- _What is required_: Take every line from the records below that includes the word "DirectoryResult".

[Opening Supplied material section]

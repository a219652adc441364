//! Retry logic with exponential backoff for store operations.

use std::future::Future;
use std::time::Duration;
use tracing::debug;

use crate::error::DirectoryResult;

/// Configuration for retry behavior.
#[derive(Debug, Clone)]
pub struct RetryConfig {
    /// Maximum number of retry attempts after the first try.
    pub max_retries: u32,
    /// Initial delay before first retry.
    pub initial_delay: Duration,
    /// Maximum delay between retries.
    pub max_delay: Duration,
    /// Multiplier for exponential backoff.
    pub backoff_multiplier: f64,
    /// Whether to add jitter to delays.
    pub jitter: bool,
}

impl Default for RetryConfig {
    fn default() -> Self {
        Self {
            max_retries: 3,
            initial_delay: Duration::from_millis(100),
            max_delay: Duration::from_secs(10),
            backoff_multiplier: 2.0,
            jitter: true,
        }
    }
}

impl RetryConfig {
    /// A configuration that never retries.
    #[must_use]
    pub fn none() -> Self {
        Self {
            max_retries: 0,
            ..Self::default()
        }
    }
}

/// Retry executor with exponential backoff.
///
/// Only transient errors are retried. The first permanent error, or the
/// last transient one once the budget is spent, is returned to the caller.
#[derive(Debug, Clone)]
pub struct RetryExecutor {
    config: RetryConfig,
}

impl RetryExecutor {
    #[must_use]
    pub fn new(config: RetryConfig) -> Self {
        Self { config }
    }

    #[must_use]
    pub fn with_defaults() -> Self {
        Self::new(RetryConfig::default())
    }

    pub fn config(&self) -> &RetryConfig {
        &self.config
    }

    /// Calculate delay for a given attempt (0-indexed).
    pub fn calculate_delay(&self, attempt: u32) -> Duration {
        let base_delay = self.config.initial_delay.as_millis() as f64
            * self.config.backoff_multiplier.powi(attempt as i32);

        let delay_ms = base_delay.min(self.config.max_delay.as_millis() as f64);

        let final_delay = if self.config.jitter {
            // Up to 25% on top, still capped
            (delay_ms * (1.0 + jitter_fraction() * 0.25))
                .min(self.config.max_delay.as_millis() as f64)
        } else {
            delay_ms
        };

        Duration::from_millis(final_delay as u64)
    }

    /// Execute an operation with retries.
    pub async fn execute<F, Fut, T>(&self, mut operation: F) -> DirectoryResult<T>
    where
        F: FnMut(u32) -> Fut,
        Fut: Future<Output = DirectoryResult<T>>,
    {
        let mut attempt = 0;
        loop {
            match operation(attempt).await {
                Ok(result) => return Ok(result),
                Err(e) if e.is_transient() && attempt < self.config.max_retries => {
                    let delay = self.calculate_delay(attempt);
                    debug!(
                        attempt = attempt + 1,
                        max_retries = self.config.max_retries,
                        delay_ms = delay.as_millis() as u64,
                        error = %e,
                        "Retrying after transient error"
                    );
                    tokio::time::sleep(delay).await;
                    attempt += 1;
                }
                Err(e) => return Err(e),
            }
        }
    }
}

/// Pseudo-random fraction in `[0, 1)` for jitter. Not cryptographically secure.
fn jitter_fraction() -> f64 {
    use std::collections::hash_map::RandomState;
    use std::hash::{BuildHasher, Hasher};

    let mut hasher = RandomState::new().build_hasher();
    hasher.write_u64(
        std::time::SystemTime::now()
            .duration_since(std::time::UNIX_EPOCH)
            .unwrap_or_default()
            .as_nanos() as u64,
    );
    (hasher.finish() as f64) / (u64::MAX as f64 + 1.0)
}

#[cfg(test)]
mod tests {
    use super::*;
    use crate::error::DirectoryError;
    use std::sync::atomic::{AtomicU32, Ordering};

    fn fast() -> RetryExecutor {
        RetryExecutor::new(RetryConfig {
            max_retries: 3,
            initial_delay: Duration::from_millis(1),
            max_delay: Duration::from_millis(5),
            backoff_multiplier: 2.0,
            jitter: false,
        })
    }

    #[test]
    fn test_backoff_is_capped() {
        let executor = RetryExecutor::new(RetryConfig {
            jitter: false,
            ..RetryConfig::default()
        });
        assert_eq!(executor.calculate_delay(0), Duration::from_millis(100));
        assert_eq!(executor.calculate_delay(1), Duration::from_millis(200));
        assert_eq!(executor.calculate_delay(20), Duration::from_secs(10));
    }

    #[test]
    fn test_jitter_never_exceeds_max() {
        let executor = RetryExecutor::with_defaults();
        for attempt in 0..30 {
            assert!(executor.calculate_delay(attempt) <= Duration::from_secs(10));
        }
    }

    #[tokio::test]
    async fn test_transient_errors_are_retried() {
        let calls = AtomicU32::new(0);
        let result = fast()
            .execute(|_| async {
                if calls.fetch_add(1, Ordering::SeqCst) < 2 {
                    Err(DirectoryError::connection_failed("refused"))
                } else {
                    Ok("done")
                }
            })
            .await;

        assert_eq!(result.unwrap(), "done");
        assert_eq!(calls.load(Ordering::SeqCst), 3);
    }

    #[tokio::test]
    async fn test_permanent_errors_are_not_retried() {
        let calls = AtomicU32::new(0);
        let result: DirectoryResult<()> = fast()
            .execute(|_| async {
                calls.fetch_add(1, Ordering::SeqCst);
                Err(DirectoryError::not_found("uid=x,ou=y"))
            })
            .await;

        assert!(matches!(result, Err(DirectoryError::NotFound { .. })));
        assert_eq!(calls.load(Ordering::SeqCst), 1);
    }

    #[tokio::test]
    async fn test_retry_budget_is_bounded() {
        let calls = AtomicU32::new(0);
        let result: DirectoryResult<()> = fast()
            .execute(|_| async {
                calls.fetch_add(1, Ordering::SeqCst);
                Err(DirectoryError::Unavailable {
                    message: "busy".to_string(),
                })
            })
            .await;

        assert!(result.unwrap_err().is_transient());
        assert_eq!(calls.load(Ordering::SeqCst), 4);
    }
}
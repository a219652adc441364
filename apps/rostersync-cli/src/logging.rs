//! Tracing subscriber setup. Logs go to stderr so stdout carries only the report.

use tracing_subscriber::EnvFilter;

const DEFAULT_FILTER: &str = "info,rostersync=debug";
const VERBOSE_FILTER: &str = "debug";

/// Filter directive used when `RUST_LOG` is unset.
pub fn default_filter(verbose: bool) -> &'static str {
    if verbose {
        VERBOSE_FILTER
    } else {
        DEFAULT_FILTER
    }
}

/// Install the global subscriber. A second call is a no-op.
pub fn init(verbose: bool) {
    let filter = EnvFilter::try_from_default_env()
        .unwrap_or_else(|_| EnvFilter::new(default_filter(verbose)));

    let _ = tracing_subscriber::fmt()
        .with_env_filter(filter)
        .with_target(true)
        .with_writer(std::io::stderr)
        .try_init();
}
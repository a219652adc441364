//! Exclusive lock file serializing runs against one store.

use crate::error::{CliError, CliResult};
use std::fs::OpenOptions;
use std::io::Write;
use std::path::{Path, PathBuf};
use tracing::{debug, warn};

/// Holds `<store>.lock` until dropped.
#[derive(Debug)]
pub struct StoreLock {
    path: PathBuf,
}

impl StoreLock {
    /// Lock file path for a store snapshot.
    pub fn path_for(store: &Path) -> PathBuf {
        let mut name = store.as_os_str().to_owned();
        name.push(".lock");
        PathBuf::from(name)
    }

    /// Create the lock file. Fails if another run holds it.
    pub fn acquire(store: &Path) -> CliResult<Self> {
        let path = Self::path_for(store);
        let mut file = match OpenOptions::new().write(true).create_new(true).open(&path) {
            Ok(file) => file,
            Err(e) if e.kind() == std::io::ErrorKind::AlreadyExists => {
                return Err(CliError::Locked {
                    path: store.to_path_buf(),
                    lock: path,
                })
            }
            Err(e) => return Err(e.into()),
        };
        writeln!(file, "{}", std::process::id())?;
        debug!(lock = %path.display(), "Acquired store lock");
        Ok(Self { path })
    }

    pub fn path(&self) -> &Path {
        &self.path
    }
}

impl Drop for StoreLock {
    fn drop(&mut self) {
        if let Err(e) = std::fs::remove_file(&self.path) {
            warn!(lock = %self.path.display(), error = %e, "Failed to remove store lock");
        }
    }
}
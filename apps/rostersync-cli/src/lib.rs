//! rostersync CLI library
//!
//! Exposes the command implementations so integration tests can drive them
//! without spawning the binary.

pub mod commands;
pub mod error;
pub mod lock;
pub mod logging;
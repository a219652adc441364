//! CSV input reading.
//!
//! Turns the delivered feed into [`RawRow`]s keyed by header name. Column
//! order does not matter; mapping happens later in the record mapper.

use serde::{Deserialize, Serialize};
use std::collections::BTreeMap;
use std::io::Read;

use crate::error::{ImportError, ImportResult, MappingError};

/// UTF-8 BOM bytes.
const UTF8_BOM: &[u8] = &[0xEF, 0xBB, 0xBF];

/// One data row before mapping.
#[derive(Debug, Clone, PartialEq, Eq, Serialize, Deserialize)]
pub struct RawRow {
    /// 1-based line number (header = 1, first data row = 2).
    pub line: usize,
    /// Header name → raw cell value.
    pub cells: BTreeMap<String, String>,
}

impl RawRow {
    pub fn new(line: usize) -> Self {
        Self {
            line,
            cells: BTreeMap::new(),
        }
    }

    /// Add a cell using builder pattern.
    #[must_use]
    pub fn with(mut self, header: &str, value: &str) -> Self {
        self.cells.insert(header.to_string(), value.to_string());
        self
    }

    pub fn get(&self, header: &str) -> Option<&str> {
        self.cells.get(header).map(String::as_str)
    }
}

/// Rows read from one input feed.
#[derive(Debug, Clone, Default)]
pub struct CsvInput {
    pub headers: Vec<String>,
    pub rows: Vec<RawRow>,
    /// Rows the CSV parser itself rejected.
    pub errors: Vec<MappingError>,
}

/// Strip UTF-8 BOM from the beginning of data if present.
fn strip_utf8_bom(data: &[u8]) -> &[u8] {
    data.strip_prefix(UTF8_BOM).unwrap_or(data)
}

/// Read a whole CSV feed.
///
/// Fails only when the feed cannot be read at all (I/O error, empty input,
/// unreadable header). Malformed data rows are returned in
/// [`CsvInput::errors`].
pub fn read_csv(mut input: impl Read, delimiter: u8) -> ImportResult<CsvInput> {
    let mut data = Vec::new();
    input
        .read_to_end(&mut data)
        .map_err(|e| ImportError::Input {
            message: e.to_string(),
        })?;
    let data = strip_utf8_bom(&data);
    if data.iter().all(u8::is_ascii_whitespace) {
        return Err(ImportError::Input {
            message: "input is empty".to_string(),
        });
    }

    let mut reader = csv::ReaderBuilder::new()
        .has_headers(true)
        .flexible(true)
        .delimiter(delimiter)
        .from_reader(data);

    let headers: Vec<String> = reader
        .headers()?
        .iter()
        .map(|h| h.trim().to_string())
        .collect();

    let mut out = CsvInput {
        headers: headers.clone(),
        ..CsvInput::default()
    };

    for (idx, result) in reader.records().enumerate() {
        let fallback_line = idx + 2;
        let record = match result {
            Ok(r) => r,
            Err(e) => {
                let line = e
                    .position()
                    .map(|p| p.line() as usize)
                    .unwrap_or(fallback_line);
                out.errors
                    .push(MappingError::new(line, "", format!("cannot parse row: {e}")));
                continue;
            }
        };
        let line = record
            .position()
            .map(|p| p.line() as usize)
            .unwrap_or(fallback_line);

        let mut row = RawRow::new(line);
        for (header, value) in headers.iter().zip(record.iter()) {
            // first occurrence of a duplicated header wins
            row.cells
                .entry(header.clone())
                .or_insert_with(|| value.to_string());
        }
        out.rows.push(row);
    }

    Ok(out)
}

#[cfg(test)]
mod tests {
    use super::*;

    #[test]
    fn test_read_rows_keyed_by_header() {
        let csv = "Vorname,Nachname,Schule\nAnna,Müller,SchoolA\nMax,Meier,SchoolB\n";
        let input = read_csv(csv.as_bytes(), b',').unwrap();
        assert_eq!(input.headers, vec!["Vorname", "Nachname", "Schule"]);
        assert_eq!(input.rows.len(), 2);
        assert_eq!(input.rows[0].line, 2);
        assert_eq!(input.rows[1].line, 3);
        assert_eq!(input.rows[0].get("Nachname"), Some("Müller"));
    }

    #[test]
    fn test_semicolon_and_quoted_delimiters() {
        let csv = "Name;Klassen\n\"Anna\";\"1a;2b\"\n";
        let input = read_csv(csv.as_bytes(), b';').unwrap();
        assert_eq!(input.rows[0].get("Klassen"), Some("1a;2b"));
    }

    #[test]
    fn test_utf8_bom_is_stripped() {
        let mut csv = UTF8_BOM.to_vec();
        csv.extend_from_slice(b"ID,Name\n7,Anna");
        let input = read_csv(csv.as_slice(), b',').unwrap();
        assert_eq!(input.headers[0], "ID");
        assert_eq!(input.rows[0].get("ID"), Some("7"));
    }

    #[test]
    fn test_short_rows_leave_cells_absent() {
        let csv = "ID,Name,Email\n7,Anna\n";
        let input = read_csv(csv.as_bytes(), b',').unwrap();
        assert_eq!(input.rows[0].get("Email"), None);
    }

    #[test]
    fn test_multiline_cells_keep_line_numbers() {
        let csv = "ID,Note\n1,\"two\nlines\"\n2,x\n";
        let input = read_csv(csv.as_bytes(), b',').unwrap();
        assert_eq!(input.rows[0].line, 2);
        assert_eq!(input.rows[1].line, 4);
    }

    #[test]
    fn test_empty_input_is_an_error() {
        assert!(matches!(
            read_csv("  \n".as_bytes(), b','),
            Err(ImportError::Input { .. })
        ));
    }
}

[Closing Supplied material section]

- _Task result_:
use crate::error::DirectoryResult;
    pub async fn execute<F, Fut, T>(&self, mut operation: F) -> DirectoryResult<T>
        Fut: Future<Output = DirectoryResult<T>>,
        let result: DirectoryResult<()> = fast()
        let result: DirectoryResult<()> = fast()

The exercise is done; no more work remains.